A post bus runs from the village several times a day in the direction of the Nufenpass to the west. The road leads through the lonely Bedretto valley, through which flows the Tecino, which gave its name to the southernmost canton of Switzerland. After 20 minutes it stops in the village of All’Acqua, the starting point at 1612 meters of a multi-day hike that ends after crossing several plateaus and passes in the upper Valle Maggia further south.
From Switzerland shortly to Italy
Through green forests and pastures, the path leads up to the Alpe Val d’Olgia and a chapel to the gentle Passo San Giacomo (2 hours) at an altitude of 2313 meters. As some buildings show, the pass was militarily secured on the Swiss side until recently. Because the border with Italy also runs here at the transition to the Val Formazza.
In contrast to the narrow path of the Swiss, the Italians had already built a road to the top of the pass almost 100 years ago, which follows the old mule tracks. That’s why you can walk down the gravel road, which is now closed to traffic, quickly down Lago Toggia to the Rifugio Maria Luisa (2160 metres). The first accommodation can be found in the hut of the Italian Alpine Club, as there are always huts available along this hike.
However, it is nicer to go further east without loss of altitude to the Laghi Boden and then climb almost pathlessly over fields of rubble to the Bochetta di Val Maggia (1:30 h), a pass at 2633 meters altitude, where snow fields can still be found even at the beginning of August.
Descent with a view of the 3000m peaks of Ticino
From the pass it goes in the direction of Lago di Robièi through a wide high valley with a view of the Basòdino (3272 meters) dominating everything, to Lago dei Matörgn (2450 meters), past the renovated Alpe Arzo to Robièi (1889 meters), another lot to civilized world.

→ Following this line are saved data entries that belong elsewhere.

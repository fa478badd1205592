use std::fmt::Write as _;

use birch_grammar::{Config, GeneratorReturn};
use birch_syntax::{Node, Position};
use expect_test::expect;
use text_size::{TextRange, TextSize};

use crate::{ParseError, expr, expr_with_config, suite, suite_with_config};

/// Like `Node::debug_dump`, with single-child chains folded onto one line.
fn compact(root: &Node) -> String {
    let mut out = String::new();
    let mut stack = vec![(root, 0usize)];

    while let Some((mut node, indent)) = stack.pop() {
        _ = write!(out, "{:indent$}", "", indent = indent * 2);
        while let [child] = node.children() {
            _ = write!(out, "{} > ", node.symbol().name());
            node = child;
        }
        out.push_str(node.symbol().name());
        if let Some(text) = node.text() {
            _ = write!(out, " {text:?}");
        }
        if let Some(Position { line, column }) = node.position() {
            _ = write!(out, " @{line}:{column}");
        }
        out.push('\n');
        stack.extend(node.children().iter().rev().map(|child| (child, indent + 1)));
    }

    out
}

fn syntax_error(result: Result<birch_tree::Tree, ParseError>) -> (String, TextRange) {
    match result {
        Err(ParseError::Syntax(diagnostic)) => {
            (diagnostic.message().to_owned(), diagnostic.range())
        }
        other => panic!("expected a syntax error, got {other:?}"),
    }
}

fn range(start: u32, end: u32) -> TextRange {
    TextRange::new(TextSize::new(start), TextSize::new(end))
}

#[test]
fn name_expression() {
    let tree = expr("x").unwrap();
    assert!(tree.is_expr());
    expect![[r#"
        eval_input
          testlist > test > or_test > and_test > not_test > comparison > expr > xor_expr > and_expr > shift_expr > arith_expr > term > factor > power > atom > NAME "x" @1:0
          NEWLINE "" @1:1
          NEWLINE "" @1:-1
          ENDMARKER "" @1:-1
    "#]]
    .assert_eq(&compact(tree.root()));
}

#[test]
fn if_statement() {
    let tree = suite("if a:\n    b = 1\n").unwrap();
    assert!(tree.is_suite());
    expect![[r#"
        file_input
          stmt > compound_stmt > if_stmt
            NAME "if" @1:0
            test > or_test > and_test > not_test > comparison > expr > xor_expr > and_expr > shift_expr > arith_expr > term > factor > power > atom > NAME "a" @1:3
            COLON ":" @1:4
            suite
              NEWLINE "" @1:5
              INDENT "" @2:-1
              stmt > simple_stmt
                small_stmt > expr_stmt
                  testlist > test > or_test > and_test > not_test > comparison > expr > xor_expr > and_expr > shift_expr > arith_expr > term > factor > power > atom > NAME "b" @2:4
                  EQUAL "=" @2:6
                  testlist > test > or_test > and_test > not_test > comparison > expr > xor_expr > and_expr > shift_expr > arith_expr > term > factor > power > atom > NUMBER "1" @2:8
                NEWLINE "" @2:9
              DEDENT "" @2:-1
          NEWLINE "" @2:-1
          ENDMARKER "" @2:-1
    "#]]
    .assert_eq(&compact(tree.root()));
}

#[test]
fn assignment_terminals() {
    let tree = suite("a = b").unwrap();
    let terminals = tree
        .root()
        .terminals()
        .map(|node| (node.symbol().name(), node.text().unwrap_or_default()))
        .collect::<Vec<_>>();
    assert_eq!(terminals, [
        ("NAME", "a"),
        ("EQUAL", "="),
        ("NAME", "b"),
        ("NEWLINE", ""),
        ("NEWLINE", ""),
        ("ENDMARKER", "")
    ]);
}

#[test]
fn terminal_positions() {
    let tree = suite("def f(x):\n    return x + 1\n").unwrap();
    let positions = tree
        .root()
        .terminals()
        .map(|node| {
            let position = node.position().unwrap();
            (node.symbol().raw(), node.text().unwrap(), position.line, position.column)
        })
        .collect::<Vec<_>>();

    assert_eq!(positions, [
        (1, "def", 1, 0),
        (1, "f", 1, 4),
        (7, "(", 1, 5),
        (1, "x", 1, 6),
        (8, ")", 1, 7),
        (11, ":", 1, 8),
        (4, "", 1, 9),
        (5, "", 2, -1),
        (1, "return", 2, 4),
        (1, "x", 2, 11),
        (14, "+", 2, 13),
        (2, "1", 2, 15),
        (4, "", 2, 16),
        (6, "", 2, -1),
        (4, "", 2, -1),
        (0, "", 2, -1),
    ]);
}

#[test]
fn whitespace_does_not_change_the_tree() {
    assert_eq!(suite("a=b").unwrap(), suite("a   =\tb\n").unwrap());
    assert_eq!(expr("(1,\n 2)").unwrap(), expr("(1, 2)").unwrap());
    assert_ne!(suite("a = b").unwrap(), suite("a = c").unwrap());
}

#[test]
fn accepts_the_whole_language() {
    let text = r#"
import os.path as p, sys
from . import a
from ..pkg import (b as c, d,)
from x import *

@decorator
@dec.attr(1, key=2)
def f(a, b: int = 1, *args, c, d=2, **kwargs) -> None:
    global g
    nonlocal n
    x = y = [i ** 2 for i in range(10) if i % 2 if i]
    x += yield
    del x[0], y.z
    assert x, "msg" 'concatenated'
    with open(p) as fh, lock:
        pass
    try:
        raise ValueError("bad") from None
    except (TypeError, ValueError) as e:
        return
    except:
        pass
    else:
        pass
    finally:
        pass
    while not x and y or z:
        break
    else:
        continue
    for i, (j, k) in enumerate(items):
        print(*args, **kwargs)
    lambda_ = lambda a, *b, **c: a if b else c
    s = {1, 2}; t = {'a': 1, 'b': 2}; u = {k: v for k, v in t}; w = {i for i in s};
    z = x[1:2, ::3, :] + f()(1)[2].attr - -x ** -y
    q = a is not b, a not in b, not a in b, 1 < 2 <= 3 != 4
    r = (yield x)
    v = 0x1f | 1 ^ 2 & 3 << 4 >> 5 // 6 % 7 / 8 * ~9 if False else True

class C(Base, metaclass=M):
    def method(self):
        return self.x

if __name__ == "__main__":
    main()
elif x:
    pass
else:
    pass
"#;
    let tree = suite(text);
    assert!(tree.is_ok(), "{tree:?}");
}

#[test]
fn syntax_errors() {
    assert_eq!(syntax_error(suite("a = = b\n")), ("invalid syntax".to_owned(), range(4, 5)));
    assert_eq!(syntax_error(suite("  x = 1\n")).0, "unexpected indent");
    assert_eq!(syntax_error(suite("def = 1\n")).0, "expected a name");
    assert_eq!(syntax_error(suite("if x\n    y\n")).0, "expected ':'");
    assert_eq!(syntax_error(suite("try:\n    x\ny\n")).0, "expected 'except' or 'finally' block");
    assert_eq!(syntax_error(expr("1 2")).0, "expected end of input");
    assert_eq!(syntax_error(expr("")).0, "invalid syntax");
    assert_eq!(syntax_error(expr("(1,")).0, "unexpected EOF in multi-line statement");
    assert_eq!(syntax_error(expr("a $ b")).0, "invalid character '$'");
}

#[test]
fn errors_render_with_a_snippet() {
    let text = "a = = b\n";
    let Err(ParseError::Syntax(diagnostic)) = suite(text) else { panic!("expected an error") };
    let rendered =
        diagnostic.render(&birch_errors::Renderer::plain(), "<input>", text).to_string();
    assert!(rendered.contains("invalid syntax"), "{rendered}");
    assert!(rendered.contains("a = = b"), "{rendered}");
}

#[test]
fn nesting_limit() {
    let nested = |depth: usize| format!("{}{}", "[".repeat(depth), "]".repeat(depth));

    assert!(expr(&nested(93)).is_ok());
    assert_eq!(expr(&nested(100)), Err(ParseError::ResourceExhausted { limit: 1500 }));
    assert_eq!(
        suite(&format!("x = {}\n", nested(100))),
        Err(ParseError::ResourceExhausted { limit: 1500 })
    );

    let config = Config::default().with_max_depth(17);
    assert!(expr_with_config("x", &config).is_ok());
    assert_eq!(
        expr_with_config("x", &config.with_max_depth(16)),
        Err(ParseError::ResourceExhausted { limit: 16 })
    );
}

#[test]
fn generator_return() {
    let text = "def f():\n    yield 1\n    return 2\n";
    assert_eq!(syntax_error(suite(text)).0, "'return' with argument inside generator");

    let config = Config::default().with_generator_return(GeneratorReturn::Allow);
    assert!(suite_with_config(text, &config).is_ok());

    assert!(suite("def f():\n    yield 1\n    return\n").is_ok());
    assert!(suite("def f():\n    def g():\n        yield 1\n    return 2\n").is_ok());
}
//! Owned, immutable tree nodes.

use std::fmt::{self, Write as _};

use crate::Symbol;

/// Source position of a terminal.
#[derive(Clone, Copy, Debug, Eq, Hash, PartialEq)]
pub struct Position {
    /// 1-based line.
    pub line: u32,
    /// 0-based byte column, or [`Position::SYNTHETIC`] for tokens with no spelling in the source.
    pub column: i32,
}

impl Position {
    pub const SYNTHETIC: i32 = -1;

    pub fn new(line: u32, column: i32) -> Self {
        Self { line, column }
    }

    pub fn synthetic(line: u32) -> Self {
        Self { line, column: Self::SYNTHETIC }
    }
}

#[derive(Clone)]
enum Payload {
    Terminal { text: Box<str>, position: Option<Position> },
    NonTerminal { children: Box<[Node]> },
}

/// A terminal or non-terminal tree element.
///
/// Nodes expose no mutation: transformations build new trees.
#[derive(Clone)]
pub struct Node {
    symbol: Symbol,
    payload: Payload,
}

impl Node {
    pub fn terminal(symbol: Symbol, text: impl Into<Box<str>>, position: Option<Position>) -> Self {
        debug_assert!(symbol.is_terminal());
        Self { symbol, payload: Payload::Terminal { text: text.into(), position } }
    }

    pub fn non_terminal(symbol: Symbol, children: impl Into<Box<[Node]>>) -> Self {
        debug_assert!(!symbol.is_terminal());
        Self { symbol, payload: Payload::NonTerminal { children: children.into() } }
    }

    #[inline]
    pub fn symbol(&self) -> Symbol {
        self.symbol
    }

    #[inline]
    pub fn is_terminal(&self) -> bool {
        matches!(self.payload, Payload::Terminal { .. })
    }

    /// Token text; `None` for non-terminals.
    #[inline]
    pub fn text(&self) -> Option<&str> {
        match &self.payload {
            Payload::Terminal { text, .. } => Some(text),
            Payload::NonTerminal { .. } => None,
        }
    }

    /// Children in source order; empty for terminals.
    #[inline]
    pub fn children(&self) -> &[Node] {
        match &self.payload {
            Payload::Terminal { .. } => &[],
            Payload::NonTerminal { children } => children,
        }
    }

    #[inline]
    pub fn position(&self) -> Option<Position> {
        match self.payload {
            Payload::Terminal { position, .. } => position,
            Payload::NonTerminal { .. } => None,
        }
    }

    /// Position of the first terminal below this node that has one.
    pub fn first_position(&self) -> Option<Position> {
        self.terminals().find_map(Node::position)
    }

    pub fn child(&self, index: usize) -> Option<&Node> {
        self.children().get(index)
    }

    pub fn preorder(&self) -> Preorder<'_> {
        Preorder::new(self)
    }

    /// Leaves in source order.
    pub fn terminals(&self) -> impl Iterator<Item = &Node> {
        self.preorder().filter_map(|event| match event {
            WalkEvent::Enter(node) if node.is_terminal() => Some(node),
            _ => None,
        })
    }

    /// Number of nodes in this subtree, the node itself included.
    pub fn node_count(&self) -> usize {
        self.preorder().filter(|event| matches!(event, WalkEvent::Enter(_))).count()
    }

    /// Indented dump, one node per line.
    pub fn debug_dump(&self) -> String {
        let mut out = String::new();
        let mut indent = 0usize;

        for event in self.preorder() {
            match event {
                WalkEvent::Enter(node) => {
                    _ = write!(out, "{:indent$}{}", "", node.symbol.name(), indent = indent * 2);
                    if let Some(text) = node.text() {
                        _ = write!(out, " {text:?}");
                        if let Some(Position { line, column }) = node.position() {
                            _ = write!(out, " @{line}:{column}");
                        }
                    }
                    out.push('\n');
                    indent += 1;
                }
                WalkEvent::Leave(_) => indent -= 1,
            }
        }

        out
    }
}

impl Drop for Node {
    fn drop(&mut self) {
        let Payload::NonTerminal { children } = &mut self.payload else { return };
        if children.iter().all(Node::is_terminal) {
            return;
        }

        let mut stack = std::mem::take(children).into_vec();
        while let Some(mut node) = stack.pop() {
            if let Payload::NonTerminal { children } = &mut node.payload {
                stack.extend(std::mem::take(children).into_vec());
            }
        }
    }
}

impl fmt::Debug for Node {
    fn fmt(&self, f: &mut fmt::Formatter<'_>) -> fmt::Result {
        f.write_str(&self.debug_dump())
    }
}

#[derive(Debug, Clone, Copy)]
pub enum WalkEvent<'a> {
    Enter(&'a Node),
    Leave(&'a Node),
}

/// Depth-first walk driven by an explicit stack, so arbitrarily deep trees never
/// recurse on the native stack.
pub struct Preorder<'a> {
    stack: Vec<(&'a Node, usize)>,
    start: Option<&'a Node>,
}

impl<'a> Preorder<'a> {
    fn new(start: &'a Node) -> Self {
        Self { stack: Vec::new(), start: Some(start) }
    }

    /// Number of nodes currently entered and not yet left.
    pub fn depth(&self) -> usize {
        self.stack.len()
    }
}

impl<'a> Iterator for Preorder<'a> {
    type Item = WalkEvent<'a>;

    fn next(&mut self) -> Option<Self::Item> {
        if let Some(start) = self.start.take() {
            self.stack.push((start, 0));
            return Some(WalkEvent::Enter(start));
        }

        let (node, next_child) = self.stack.last_mut()?;
        let node = *node;
        match node.children().get(*next_child) {
            Some(child) => {
                *next_child += 1;
                self.stack.push((child, 0));
                Some(WalkEvent::Enter(child))
            }
            None => {
                self.stack.pop();
                Some(WalkEvent::Leave(node))
            }
        }
    }
}

#[cfg(test)]
mod tests {
    use expect_test::expect;

    use super::*;

    fn name(text: &str, column: i32) -> Node {
        Node::terminal(Symbol::NAME, text, Some(Position::new(1, column)))
    }

    #[test]
    fn accessors() {
        let node = Node::non_terminal(
            Symbol::DOTTED_NAME,
            vec![
                name("os", 0),
                Node::terminal(Symbol::DOT, ".", Some(Position::new(1, 2))),
                name("path", 3),
            ],
        );

        assert_eq!(node.symbol(), Symbol::DOTTED_NAME);
        assert_eq!(node.text(), None);
        assert_eq!(node.children().len(), 3);
        assert_eq!(node.child(2).and_then(Node::text), Some("path"));
        assert_eq!(node.first_position(), Some(Position::new(1, 0)));
        assert_eq!(node.node_count(), 4);
        assert_eq!(
            node.terminals().filter_map(Node::text).collect::<Vec<_>>(),
            ["os", ".", "path"]
        );
    }

    #[test]
    fn dump() {
        let node = Node::non_terminal(
            Symbol::IMPORT_NAME,
            vec![
                Node::terminal(Symbol::NAME, "import", Some(Position::new(1, 0))),
                Node::non_terminal(
                    Symbol::DOTTED_AS_NAMES,
                    vec![Node::non_terminal(
                        Symbol::DOTTED_AS_NAME,
                        vec![Node::non_terminal(Symbol::DOTTED_NAME, vec![name("sys", 7)])],
                    )],
                ),
                Node::terminal(Symbol::NEWLINE, "", None),
            ],
        );

        expect![[r#"
            import_name
              NAME "import" @1:0
              dotted_as_names
                dotted_as_name
                  dotted_name
                    NAME "sys" @1:7
              NEWLINE ""
        "#]]
        .assert_eq(&node.debug_dump());
    }

    #[test]
    fn walk_is_not_recursive() {
        let mut node = Node::terminal(Symbol::NAME, "x", None);
        for _ in 0..100_000 {
            node = Node::non_terminal(Symbol::ATOM, vec![node]);
        }

        let mut walk = node.preorder();
        let mut deepest = 0;
        while walk.next().is_some() {
            deepest = deepest.max(walk.depth());
        }
        assert_eq!(deepest, 100_001);
    }
}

Because the generation of electricity from hydropower has visibly changed this part of Ticino. High-voltage pylons and the former housing of the construction workers of the Robièi reservoir tower like foreign bodies into the sky; the rotunda can also serve as a place for hikers. It is much more hearty further down on the Capanna Basodino.
There is a lot going on in Robièi. On the one hand, the cable car coming from the Bavona Valley ends here, on the other hand, popular hiking trails cross here: the “Sentiero Cristallina” leading from south to north and the new circular route, the “Trekking dei Laghetti Alpini”.

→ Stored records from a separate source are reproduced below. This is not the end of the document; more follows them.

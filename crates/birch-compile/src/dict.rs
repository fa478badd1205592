//! Insertion-ordered hash table keyed by runtime values.

use std::hash::{Hash, Hasher};

use hashbrown::HashTable;
use rustc_hash::FxHasher;

use crate::RuntimeError;
use crate::ops;
use crate::value::{RECURSION_LIMIT, Value};

#[derive(Clone)]
struct Slot {
    hash: u64,
    key: Value,
    value: Value,
}

/// Backing store of both dicts and sets.
///
/// `entries` keeps insertion order with holes left by removals; `table` maps
/// hashes to positions in it.
#[derive(Clone, Default)]
pub struct Dict {
    entries: Vec<Option<Slot>>,
    table: HashTable<usize>,
    len: usize,
}

impl Dict {
    pub fn new() -> Self {
        Self::default()
    }

    pub fn len(&self) -> usize {
        self.len
    }

    pub fn is_empty(&self) -> bool {
        self.len == 0
    }

    pub fn get(&self, key: &Value) -> Result<Option<&Value>, RuntimeError> {
        let hash = hash(key)?;
        let slot = self.find(hash, key)?.and_then(|index| self.entries[index].as_ref());
        Ok(slot.map(|slot| &slot.value))
    }

    pub fn contains(&self, key: &Value) -> Result<bool, RuntimeError> {
        let hash = hash(key)?;
        Ok(self.find(hash, key)?.is_some())
    }

    /// Sets `key` to `value`. An equal key already present keeps its place and
    /// its original object.
    pub fn insert(&mut self, key: Value, value: Value) -> Result<(), RuntimeError> {
        let hash = hash(&key)?;
        if let Some(index) = self.find(hash, &key)? {
            if let Some(slot) = &mut self.entries[index] {
                slot.value = value;
            }
            return Ok(());
        }

        let index = self.entries.len();
        self.entries.push(Some(Slot { hash, key, value }));
        let entries = &self.entries;
        self.table.insert_unique(hash, index, |&index| slot_hash(entries, index));
        self.len += 1;
        Ok(())
    }

    pub fn remove(&mut self, key: &Value) -> Result<Option<Value>, RuntimeError> {
        let hash = hash(key)?;
        let Some(index) = self.find(hash, key)? else {
            return Ok(None);
        };

        if let Ok(entry) = self.table.find_entry(hash, |&candidate| candidate == index) {
            entry.remove();
        }
        let slot = self.entries[index].take();
        self.len -= 1;
        if self.entries.len() > 2 * self.len + 8 {
            self.compact();
        }
        Ok(slot.map(|slot| slot.value))
    }

    pub fn iter(&self) -> impl Iterator<Item = (&Value, &Value)> {
        self.entries.iter().flatten().map(|slot| (&slot.key, &slot.value))
    }

    pub fn keys(&self) -> impl Iterator<Item = &Value> {
        self.iter().map(|(key, _)| key)
    }

    /// Moves every key and value onto `stack`, leaving the table empty.
    pub(crate) fn drain_into(&mut self, stack: &mut Vec<Value>) {
        for slot in self.entries.drain(..).flatten() {
            stack.push(slot.key);
            stack.push(slot.value);
        }
        self.table.clear();
        self.len = 0;
    }

    fn find(&self, hash: u64, key: &Value) -> Result<Option<usize>, RuntimeError> {
        let mut error = None;
        let found = self.table.find(hash, |&index| match &self.entries[index] {
            Some(slot) if slot.hash == hash => {
                ops::equal(&slot.key, key).unwrap_or_else(|err| {
                    error.get_or_insert(err);
                    false
                })
            }
            _ => false,
        });

        match error {
            Some(error) => Err(error),
            None => Ok(found.copied()),
        }
    }

    fn compact(&mut self) {
        self.entries.retain(Option::is_some);
        self.table.clear();
        let entries = &self.entries;
        for index in 0..entries.len() {
            self.table.insert_unique(slot_hash(entries, index), index, |&index| {
                slot_hash(entries, index)
            });
        }
    }
}

fn slot_hash(entries: &[Option<Slot>], index: usize) -> u64 {
    entries[index].as_ref().map_or(0, |slot| slot.hash)
}

/// Hash consistent with [`ops::equal`]: numbers that compare equal hash
/// equally whatever their type.
pub(crate) fn hash(value: &Value) -> Result<u64, RuntimeError> {
    let mut hasher = FxHasher::default();
    feed(value, &mut hasher, 0)?;
    Ok(hasher.finish())
}

fn feed(value: &Value, hasher: &mut FxHasher, depth: usize) -> Result<(), RuntimeError> {
    if depth > RECURSION_LIMIT {
        return Err(RuntimeError::Recursion("while hashing"));
    }

    match value {
        Value::None => 0u8.hash(hasher),
        Value::Bool(value) => (1u8, i64::from(*value)).hash(hasher),
        Value::Int(value) => (1u8, *value).hash(hasher),
        Value::Float(value) => match ops::integral(*value) {
            Some(value) => (1u8, value).hash(hasher),
            None => (2u8, value.to_bits()).hash(hasher),
        },
        Value::Str(text) => (3u8, &**text).hash(hasher),
        Value::Bytes(bytes) => (4u8, &**bytes).hash(hasher),
        Value::Tuple(items) => {
            (5u8, items.len()).hash(hasher);
            for item in items.iter() {
                feed(item, hasher, depth + 1)?;
            }
        }
        Value::Range(range) => {
            let len = range.len();
            (6u8, len).hash(hasher);
            if len > 0 {
                range.start.hash(hasher);
            }
            if len > 1 {
                range.step.hash(hasher);
            }
        }
        Value::Builtin(builtin) => (7u8, builtin.name()).hash(hasher),
        Value::List(_) | Value::Set(_) | Value::Dict(_) | Value::Generator(_) => {
            return Err(RuntimeError::Type(format!("unhashable type: '{}'", value.type_name())));
        }
    }
    Ok(())
}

Civilization can only be escaped over the dam and on a paved road. After almost two hours and 500 meters higher, you will be rewarded with a view of Lago Nero (2388 meters), which looks like a lonely arena filled with water.
When crossing the green slope up to the Bacchetta del Lago Nero (2563 meters), the steepest parts are secured with wire ropes. After the cross at the pass, it goes over firn and rubble fields and with only moderately marked red and white trails down into a secluded high valley that is much less frequented than the well-known hiking trails at Robièi.
Then it’s just a leisurely walk downhill, past Lago Laiòzz and Alpe Zotta to Corte della Froda (1775 metres, 3 hours). Before that, there is a surprise and a welcome cool down that is not shown on the map: the now wider path leads through a tunnel for 20 minutes. It even gets brighter at the push of a button on a light switch.
If you need accommodation, you can switch to the self-catering hut in the Valle di Pecci, the Capanna Poncione di Braga (2000 meters). But the heights have long been behind you with the calls of the marmots. The tree line is reached again, forests with larch trees, butterfly meadows and cultivated alpine pastures.
Cow pats and cow bells are the constant companions on the last few kilometers along the ever deeper winding and murmuring Fiume Peccia to below the village of Peccia (4:40 h), where the river flows into the Maggia. And if you still have enough strength, you can continue along the Maggia to Bignasco (2 hours).